Le Temps - 28.08.2016

La fin des haricots

Au 18ème siècle sur les navires, on consommait les vivres selon un ordre immuable : en premier les produits frais et les animaux vivants, ensuite les aliments salés et fumés et enfin, jambons et haricots finissaient la cambuse*, la fin des haricots signifiait donc le début de la famine…

La fin des haricots, c’est bien ce qui risque d’arriver aux entreprises et organisations qui n’ont pas perçu le changement de paradigme que nous sommes en train de vivre avec l’arrivée sur le marché de nouvelles générations - Y et bientôt Z - qu’elles ne parviendront pas à intégrer. Première génération mondiale, tant par les valeurs qu’elle défend, il y aurait plus de points communs entre des jeunes issus de n’importe quelle région du monde qu’avec des baby-boomers venant de leur propre pays, que par sa taille, puisque 50% de la population mondiale a moins de 30 ans, c’est aussi la première génération de la révolution numérique, qui a accès via son Smartphone à toute la connaissance du monde. Cette nouvelle génération, qui chez nous est moins nombreuse que la précédente qu’elle va devoir remplacer, souhaite vouloir vivre ses valeurs de transparence, de fluidité, d’interconnexion et d’agilité, dans des environnements qui font du sens pour elle, où la flexibilité passe avant la sécurité et l’exemplarité avant le statutaire**.

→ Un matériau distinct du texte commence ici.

//! Configuration types, loaded from the environment.

use std::path::PathBuf;
use std::str::FromStr;
use std::time::Duration;

use secrecy::SecretString;

use crate::error::ConfigError;
use crate::scoring::band::PriorityBand;
use crate::tools::retry::{RetryOn, RetryPolicy};

/// Tool-router connection settings.
#[derive(Debug, Clone)]
pub struct RouterConfig {
    pub base_url: String,
    pub api_key: SecretString,
    pub entity_id: String,
}

/// Identifiers that address the right board, database and channel.
#[derive(Debug, Clone, Default, PartialEq)]
pub struct ToolTargets {
    pub board_id: String,
    /// Lane (list) ids keyed by band: critical, high, medium, low.
    pub lanes: [String; 4],
    pub knowledge_base_database_id: String,
    pub chat_channel_id: String,
    pub spreadsheet_id: String,
}

impl ToolTargets {
    /// Lane id for `band`, falling back to the board id when unset.
    pub fn lane_for(&self, band: PriorityBand) -> &str {
        let lane = match band {
            PriorityBand::Critical => &self.lanes[0],
            PriorityBand::High => &self.lanes[1],
            PriorityBand::Medium => &self.lanes[2],
            PriorityBand::Low => &self.lanes[3],
        };
        if lane.is_empty() { &self.board_id } else { lane }
    }
}

/// HTTP listener settings.
#[derive(Debug, Clone, PartialEq)]
pub struct ServerConfig {
    pub host: String,
    pub port: u16,
}

impl ServerConfig {
    pub fn bind_addr(&self) -> String {
        format!("{}:{}", self.host, self.port)
    }
}

/// Full service configuration.
#[derive(Debug, Clone)]
pub struct OpsConfig {
    /// Minimum score (1–10) that triggers fan-out.
    pub priority_threshold: u8,
    pub retry: RetryPolicy,
    pub router: Option<RouterConfig>,
    pub simulate_tools: bool,
    pub targets: ToolTargets,
    pub db_path: PathBuf,
    pub server: ServerConfig,
    pub log_dir: PathBuf,
    pub monitor_interval: Duration,
}

impl Default for OpsConfig {
    fn default() -> Self {
        Self {
            priority_threshold: 7,
            retry: RetryPolicy::default(),
            router: None,
            simulate_tools: false,
            targets: ToolTargets::default(),
            db_path: PathBuf::from("./data/operations.db"),
            server: ServerConfig {
                host: "0.0.0.0".into(),
                port: 8000,
            },
            log_dir: PathBuf::from("./logs"),
            monitor_interval: Duration::from_secs(60),
        }
    }
}

impl OpsConfig {
    /// Load from process environment variables.
    pub fn from_env() -> Result<Self, ConfigError> {
        Self::from_lookup(|key| std::env::var(key).ok())
    }

    /// Load using an arbitrary key lookup (tests pass a map).
    pub fn from_lookup<F>(lookup: F) -> Result<Self, ConfigError>
    where
        F: Fn(&str) -> Option<String>,
    {
        let env = Env { lookup };
        let defaults = Self::default();

        let priority_threshold: u8 = env.parse_in("PRIORITY_THRESHOLD", defaults.priority_threshold, 1, 10)?;
        let max_attempts: u32 = env.parse_in("MAX_RETRIES", defaults.retry.max_attempts, 1, 10)?;
        let min_wait: u64 = env.parse_or("RETRY_MIN_WAIT_SECS", defaults.retry.min_wait.as_secs())?;
        let max_wait: u64 = env.parse_or("RETRY_MAX_WAIT_SECS", defaults.retry.max_wait.as_secs())?;
        if min_wait > max_wait {
            return Err(ConfigError::InvalidValue {
                key: "RETRY_MIN_WAIT_SECS".into(),
                message: format!("must not exceed RETRY_MAX_WAIT_SECS ({max_wait})"),
            });
        }
        let timeout_secs: u64 = env.parse_in(
            "ADAPTER_TIMEOUT_SECS",
            defaults.retry.attempt_timeout.as_secs(),
            10,
            300,
        )?;
        let retry_on = match env.text("RETRY_TRANSIENT_ONLY").as_deref() {
            Some(v) if parse_bool(v) => RetryOn::TransientOnly,
            _ => RetryOn::AllErrors,
        };

        let retry = RetryPolicy {
            max_attempts,
            multiplier: defaults.retry.multiplier,
            min_wait: Duration::from_secs(min_wait),
            max_wait: Duration::from_secs(max_wait),
            attempt_timeout: Duration::from_secs(timeout_secs),
            retry_on,
        };

        let router = match (env.text("TOOL_ROUTER_URL"), env.text("TOOL_ROUTER_API_KEY")) {
            (Some(base_url), Some(api_key)) => Some(RouterConfig {
                base_url,
                api_key: SecretString::from(api_key),
                entity_id: env.text("TOOL_ROUTER_ENTITY_ID").unwrap_or_else(|| "default".into()),
            }),
            (None, None) => None,
            (Some(_), None) => return Err(ConfigError::MissingEnvVar("TOOL_ROUTER_API_KEY".into())),
            (None, Some(_)) => return Err(ConfigError::MissingEnvVar("TOOL_ROUTER_URL".into())),
        };

        let simulate_tools = env.text("SIMULATE_TOOLS").is_some_and(|v| parse_bool(&v));

        let targets = ToolTargets {
            board_id: env.text("TRELLO_BOARD_ID").unwrap_or_default(),
            lanes: [
                env.text("TRELLO_LIST_CRITICAL").unwrap_or_default(),
                env.text("TRELLO_LIST_HIGH").unwrap_or_default(),
                env.text("TRELLO_LIST_MEDIUM").unwrap_or_default(),
                env.text("TRELLO_LIST_LOW").unwrap_or_default(),
            ],
            knowledge_base_database_id: env.text("NOTION_DATABASE_ID").unwrap_or_default(),
            chat_channel_id: env.text("SLACK_CHANNEL_ID").unwrap_or_default(),
            spreadsheet_id: env.text("SHEETS_SPREADSHEET_ID").unwrap_or_default(),
        };

        let monitor_secs: u64 = env.parse_or("MONITOR_INTERVAL_SECS", defaults.monitor_interval.as_secs())?;
        if monitor_secs == 0 {
            return Err(ConfigError::InvalidValue {
                key: "MONITOR_INTERVAL_SECS".into(),
                message: "must be at least 1".into(),
            });
        }

        Ok(Self {
            priority_threshold,
            retry,
            router,
            simulate_tools,
            targets,
            db_path: env.text("OPS_DB_PATH").map(PathBuf::from).unwrap_or(defaults.db_path),
            server: ServerConfig {
                host: env.text("HOST").unwrap_or(defaults.server.host),
                port: env.parse_or("PORT", defaults.server.port)?,
            },
            log_dir: env.text("OPS_LOG_DIR").map(PathBuf::from).unwrap_or(defaults.log_dir),
            monitor_interval: Duration::from_secs(monitor_secs),
        })
    }
}

fn parse_bool(v: &str) -> bool {
    matches!(v.trim().to_ascii_lowercase().as_str(), "1" | "true" | "yes" | "on")
}

struct Env<F> {
    lookup: F,
}

impl<F> Env<F>
where
    F: Fn(&str) -> Option<String>,
{
    /// Trimmed, non-empty value.
    fn text(&self, key: &str) -> Option<String> {
        (self.lookup)(key)
            .map(|v| v.trim().to_string())
            .filter(|v| !v.is_empty())
    }

    fn parse_or<T>(&self, key: &str, default: T) -> Result<T, ConfigError>
    where
        T: FromStr,
        T::Err: std::fmt::Display,
    {
        match self.text(key) {
            None => Ok(default),
            Some(raw) => raw.parse().map_err(|e: T::Err| ConfigError::InvalidValue {
                key: key.into(),
                message: format!("'{raw}': {e}"),
            }),
        }
    }

    fn parse_in<T>(&self, key: &str, default: T, min: T, max: T) -> Result<T, ConfigError>
    where
        T: FromStr + PartialOrd + std::fmt::Display + Copy,
        T::Err: std::fmt::Display,
    {
        let value = self.parse_or(key, default)?;
        if value < min || value > max {
            return Err(ConfigError::InvalidValue {
                key: key.into(),
                message: format!("{value} is outside {min}..={max}"),
            });
        }
        Ok(value)
    }
}
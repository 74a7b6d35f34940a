//! Signals and their execution records.

pub mod execution;
pub mod model;

pub use execution::{ExecutionRecord, ExecutionStatus, ExecutionUpdate};
pub use model::{
    ArtifactLinks, IntakeResponse, IntakeStatus, RawSignal, Signal, SignalMetadata, SignalSource,
    SignalStatus, SignalUpdate, StepSummary,
};
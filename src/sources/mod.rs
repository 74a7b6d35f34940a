//! Signal sources: pure converters from source-native data, and the feeds
//! that poll them.

pub mod chat;
pub mod feeds;
pub mod mail;
pub mod spreadsheet;

use async_trait::async_trait;

use crate::error::AdapterError;
use crate::signal::model::RawSignal;

pub use chat::chat_event_to_signal;
pub use feeds::{MailFeed, SpreadsheetFeed, configured_feeds};
pub use mail::{classify_email, email_to_signal};
pub use spreadsheet::{operations_rows_to_signals, task_rows_to_signals};

/// A pollable source of raw signals.
#[async_trait]
pub trait SignalFeed: Send + Sync {
    fn name(&self) -> &str;

    /// Everything new since the last poll.
    async fn poll(&self) -> Result<Vec<RawSignal>, AdapterError>;
}
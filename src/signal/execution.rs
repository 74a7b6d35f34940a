//! Execution records: one audit row per attempted fan-out action.

use chrono::{DateTime, Utc};
use serde::{Deserialize, Serialize};
use uuid::Uuid;

use crate::tools::action::ToolAction;

/// Status of one fan-out step.
#[derive(Debug, Clone, Copy, PartialEq, Eq, Serialize, Deserialize)]
#[serde(rename_all = "snake_case")]
pub enum ExecutionStatus {
    Pending,
    Success,
    Failed,
}

impl ExecutionStatus {
    pub fn as_str(&self) -> &'static str {
        match self {
            Self::Pending => "pending",
            Self::Success => "success",
            Self::Failed => "failed",
        }
    }
}

impl std::str::FromStr for ExecutionStatus {
    type Err = String;
    fn from_str(s: &str) -> Result<Self, Self::Err> {
        match s {
            "pending" => Ok(Self::Pending),
            "success" => Ok(Self::Success),
            "failed" => Ok(Self::Failed),
            _ => Err(format!("Unknown execution status: {s}")),
        }
    }
}

/// Audit row for one attempted action against one external tool.
#[derive(Debug, Clone, Serialize, Deserialize)]
pub struct ExecutionRecord {
    pub id: Uuid,
    pub signal_id: Uuid,
    pub tool: String,
    pub action: String,
    pub status: ExecutionStatus,
    pub request_data: Option<serde_json::Value>,
    pub response_data: Option<serde_json::Value>,
    pub error_message: Option<String>,
    /// True when the response came from a simulated or fallback adapter.
    pub simulated: bool,
    /// Adapter attempts consumed, including the successful one.
    pub attempts: u32,
    pub started_at: DateTime<Utc>,
    pub completed_at: Option<DateTime<Utc>>,
    pub duration_ms: Option<i64>,
}

impl ExecutionRecord {
    /// Open a pending record for `action`, stamped now.
    pub fn start(signal_id: Uuid, action: ToolAction, request: serde_json::Value) -> Self {
        Self {
            id: Uuid::new_v4(),
            signal_id,
            tool: action.tool().name().to_string(),
            action: action.name().to_string(),
            status: ExecutionStatus::Pending,
            request_data: Some(request),
            response_data: None,
            error_message: None,
            simulated: false,
            attempts: 0,
            started_at: Utc::now(),
            completed_at: None,
            duration_ms: None,
        }
    }

    /// Terminate successfully. Returns the update to persist.
    pub fn succeed(
        &mut self,
        response: serde_json::Value,
        simulated: bool,
        attempts: u32,
    ) -> ExecutionUpdate {
        self.status = ExecutionStatus::Success;
        self.response_data = Some(response);
        self.simulated = simulated;
        self.attempts = attempts;
        self.finish()
    }

    /// Terminate with an error. Returns the update to persist.
    pub fn fail(&mut self, error: impl Into<String>, attempts: u32) -> ExecutionUpdate {
        self.status = ExecutionStatus::Failed;
        self.error_message = Some(error.into());
        self.attempts = attempts;
        self.finish()
    }

    pub fn is_terminal(&self) -> bool {
        self.status != ExecutionStatus::Pending
    }

    fn finish(&mut self) -> ExecutionUpdate {
        let completed_at = Utc::now().max(self.started_at);
        let duration_ms = (completed_at - self.started_at).num_milliseconds();
        self.completed_at = Some(completed_at);
        self.duration_ms = Some(duration_ms);
        ExecutionUpdate {
            status: self.status,
            response_data: self.response_data.clone(),
            error_message: self.error_message.clone(),
            simulated: self.simulated,
            attempts: self.attempts,
            completed_at,
            duration_ms,
        }
    }
}

/// Terminal fields written back to a record once its step finishes.
#[derive(Debug, Clone, PartialEq)]
pub struct ExecutionUpdate {
    pub status: ExecutionStatus,
    pub response_data: Option<serde_json::Value>,
    pub error_message: Option<String>,
    pub simulated: bool,
    pub attempts: u32,
    pub completed_at: DateTime<Utc>,
    pub duration_ms: i64,
}
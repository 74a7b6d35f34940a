//! External tool capability: closed action set, adapters, retry.

pub mod action;
pub mod adapter;
pub mod retry;
pub mod router;
pub mod simulated;
pub mod toolset;

pub use action::{ToolAction, ToolKind};
pub use adapter::{ToolAdapter, ToolResponse};
pub use retry::{Retried, RetryExhausted, RetryOn, RetryPolicy, with_retry};
pub use router::ToolRouterAdapter;
pub use simulated::SimulatedAdapter;
pub use toolset::ToolSet;
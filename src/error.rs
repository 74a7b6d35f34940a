//! Error types for the operations command center.

use std::fmt;
use std::time::Duration;

use uuid::Uuid;

use crate::tools::action::{ToolAction, ToolKind};

/// Top-level error type.
#[derive(Debug, thiserror::Error)]
pub enum Error {
    #[error("Configuration error: {0}")]
    Config(#[from] ConfigError),

    #[error("Validation error: {0}")]
    Validation(#[from] ValidationError),

    #[error("Database error: {0}")]
    Database(#[from] DatabaseError),

    #[error("Adapter error: {0}")]
    Adapter(#[from] AdapterError),

    #[error("Engine error: {0}")]
    Engine(#[from] EngineError),
}

/// Configuration-related errors.
#[derive(Debug, thiserror::Error)]
pub enum ConfigError {
    #[error("Missing required environment variable: {0}")]
    MissingEnvVar(String),

    #[error("Invalid configuration value for {key}: {message}")]
    InvalidValue { key: String, message: String },

    #[error("IO error: {0}")]
    Io(#[from] std::io::Error),
}

/// Intake rejections. Raised before a signal record exists.
#[derive(Debug, Clone, PartialEq, Eq, thiserror::Error)]
pub enum ValidationError {
    #[error("Missing required field: {0}")]
    MissingField(&'static str),

    #[error("Unknown signal source: '{0}'")]
    UnknownSource(String),

    #[error("Metadata must be a JSON object, got {0}")]
    InvalidMetadata(String),
}

/// Scorer faults. The engine never surfaces these; it substitutes a neutral score.
#[derive(Debug, thiserror::Error)]
pub enum ScoringError {
    #[error("Scorer {scorer} failed: {reason}")]
    Failed { scorer: String, reason: String },

    #[error("Scorer task aborted: {0}")]
    Aborted(String),
}

/// Database-related errors.
#[derive(Debug, thiserror::Error)]
pub enum DatabaseError {
    #[error("Connection pool error: {0}")]
    Pool(String),

    #[error("Query failed: {0}")]
    Query(String),

    #[error("Entity not found: {entity} with id {id}")]
    NotFound { entity: String, id: String },

    #[error("Migration failed: {0}")]
    Migration(String),

    #[error("Serialization error: {0}")]
    Serialization(String),
}

/// Classification of an adapter failure.
#[derive(Debug, Clone, PartialEq, Eq)]
pub enum AdapterErrorKind {
    /// Connection refused, DNS, TLS, broken pipe.
    Transport,
    /// The per-call timeout elapsed.
    Timeout(Duration),
    /// The remote tool answered with an error.
    Remote { status: Option<u16> },
    /// Credentials rejected.
    Auth,
    /// No adapter configured for this tool.
    Unconfigured,
}

impl fmt::Display for AdapterErrorKind {
    fn fmt(&self, f: &mut fmt::Formatter<'_>) -> fmt::Result {
        match self {
            Self::Transport => write!(f, "transport"),
            Self::Timeout(after) => write!(f, "timeout after {after:?}"),
            Self::Remote { status: Some(code) } => write!(f, "remote status {code}"),
            Self::Remote { status: None } => write!(f, "remote"),
            Self::Auth => write!(f, "auth"),
            Self::Unconfigured => write!(f, "unconfigured"),
        }
    }
}

/// A failed call against one external tool.
#[derive(Debug, Clone, thiserror::Error)]
#[error("{tool} {action} failed ({kind}): {cause}")]
pub struct AdapterError {
    pub tool: ToolKind,
    pub action: ToolAction,
    pub kind: AdapterErrorKind,
    pub cause: String,
}

impl AdapterError {
    pub fn new(
        tool: ToolKind,
        action: ToolAction,
        kind: AdapterErrorKind,
        cause: impl Into<String>,
    ) -> Self {
        Self {
            tool,
            action,
            kind,
            cause: cause.into(),
        }
    }

    pub fn timeout(tool: ToolKind, action: ToolAction, after: Duration) -> Self {
        Self::new(
            tool,
            action,
            AdapterErrorKind::Timeout(after),
            "call exceeded per-attempt timeout",
        )
    }

    pub fn unconfigured(tool: ToolKind, action: ToolAction) -> Self {
        Self::new(
            tool,
            action,
            AdapterErrorKind::Unconfigured,
            "no adapter configured",
        )
    }

    /// Network, timeout, and 5xx-class failures. Auth and 4xx are permanent.
    pub fn is_transient(&self) -> bool {
        match &self.kind {
            AdapterErrorKind::Transport | AdapterErrorKind::Timeout(_) => true,
            AdapterErrorKind::Remote { status: Some(code) } => *code >= 500 || *code == 429,
            AdapterErrorKind::Remote { status: None } => true,
            AdapterErrorKind::Auth | AdapterErrorKind::Unconfigured => false,
        }
    }
}

/// Fatal per-signal errors: abort the remaining pipeline for that signal only.
#[derive(Debug, thiserror::Error)]
pub enum EngineError {
    #[error("Store error: {0}")]
    Store(#[from] DatabaseError),

    #[error("Signal {id} cannot move from {from} to {to}")]
    InvalidTransition { id: Uuid, from: String, to: String },

    #[error("Internal error: {0}")]
    Internal(String),
}

/// Result type alias for the crate.
pub type Result<T> = std::result::Result<T, Error>;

Or, force est de constater que la tendance actuelle que nous pouvons observer dans de nombreuses organisations, je pense à l’Etat en particulier mais également aux Banques, va à l’encontre de ces valeurs. La culture du risque impose aujourd’hui aux acteurs de passer plus de temps à justifier ce qu’il font qu’à le faire, de privilégier la forme sur le fond, dans une inflation normative et règlementaire impressionnante qui semble sans limite. Si ces organisations ne changent pas fondamentalement leur fonctionnement, elles seront incapables d’attirer et de garder les talents dont elles auront besoin pour se développer ou remplacer ceux qui partent. Seules les personnes les moins compétentes, et donc les moins mobiles, rejoindront ces univers technocratiques déprimants, en stimulant un redoutable cercle vicieux : toujours moins de compétences c’est toujours plus de contrôles… Pour les autres, qui cherchent plus l’épanouissement que la réussite, plus de rapport de subordination avec l’entreprise, mais des collaborations ponctuelles, sous forme de mandats par exemple. Signe de cette tendance, aux Etats-Unis aujourd’hui, il y a plus de personnes qui travaillent en freelance que de personnes sous contrats à durée indéterminée. C’est bien un virage à 180° que certains vont devoir opérer, en mettant du sens, en augmentant la marge de manœuvre des acteurs, en développant la confiance, en revoyant le rôle de la hiérarchie, même si cela génère plus de risque. Mais rassurons-nous, les lourds systèmes que nous mettons en place aujourd’hui pour le limiter, coûtent beaucoup plus cher que le risque lui-même.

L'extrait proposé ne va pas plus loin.